Take the entries that follow and return exactly the lines from the one holding "All rights reserved." through the one holding "under the License.", both included. Nothing else is needed.

WORKING DATA:
++++++++

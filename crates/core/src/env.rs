// -------------------------------------------------------------------------------------------------
//  Copyright (C) 2015-2025 Nautech Systems Pty Ltd. All rights reserved.
//  https://nautechsystems.io
//
//  Licensed under the GNU Lesser General Public License Version 3.0 (the "License");
//  You may not use this file except in compliance with the License.
//  You may obtain a copy of the License at https://www.gnu.org/licenses/lgpl-3.0.en.html
//
//  Unless required by applicable law or agreed to in writing, software
//  distributed under the License is distributed on an "AS IS" BASIS,
//  WITHOUT WARRANTIES OR CONDITIONS OF ANY KIND, either express or implied.
//  See the License for the specific language governing permissions and
//  limitations under the License.
// -------------------------------------------------------------------------------------------------

/// Returns the environment variable for the given `key`.
///
/// # Errors
///
/// Returns an error if the environment variable is not set.
pub fn get_env_var(key: &str) -> anyhow::Result<String> {
    match std::env::var(key) {
        Ok(var) => Ok(var),
        Err(_) => anyhow::bail!("environment variable '{key}' must be set"),
    }
}

/// Returns `value` when provided, otherwise falls back to the environment variable `key`.
///
/// Empty strings are treated as absent in both cases.
#[must_use]
pub fn get_or_env_var_opt(value: Option<String>, key: &str) -> Option<String> {
    value
        .filter(|v| !v.is_empty())
        .or_else(|| std::env::var(key).ok().filter(|v| !v.is_empty()))
}

/// Returns `value` when provided, otherwise the environment variable `key`.
///
/// # Errors
///
/// Returns an error if `value` is `None` and the environment variable is not set.
pub fn get_or_env_var(value: Option<String>, key: &str) -> anyhow::Result<String> {
    match value {
        Some(v) if !v.is_empty() => Ok(v),
        _ => get_env_var(key),
    }
}

////////////////////////////////////////////////////////////////////////////////
// Tests
////////////////////////////////////////////////////////////////////////////////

++++++++

RESULT BELOW:
//  Copyright (C) 2015-2025 Nautech Systems Pty Ltd. All rights reserved.
//  https://nautechsystems.io
//
//  Licensed under the GNU Lesser General Public License Version 3.0 (the "License");
//  You may not use this file except in compliance with the License.
//  You may obtain a copy of the License at https://www.gnu.org/licenses/lgpl-3.0.en.html
//
//  Unless required by applicable law or agreed to in writing, software
//  distributed under the License is distributed on an "AS IS" BASIS,
//  WITHOUT WARRANTIES OR CONDITIONS OF ANY KIND, either express or implied.
//  See the License for the specific language governing permissions and
//  limitations under the License.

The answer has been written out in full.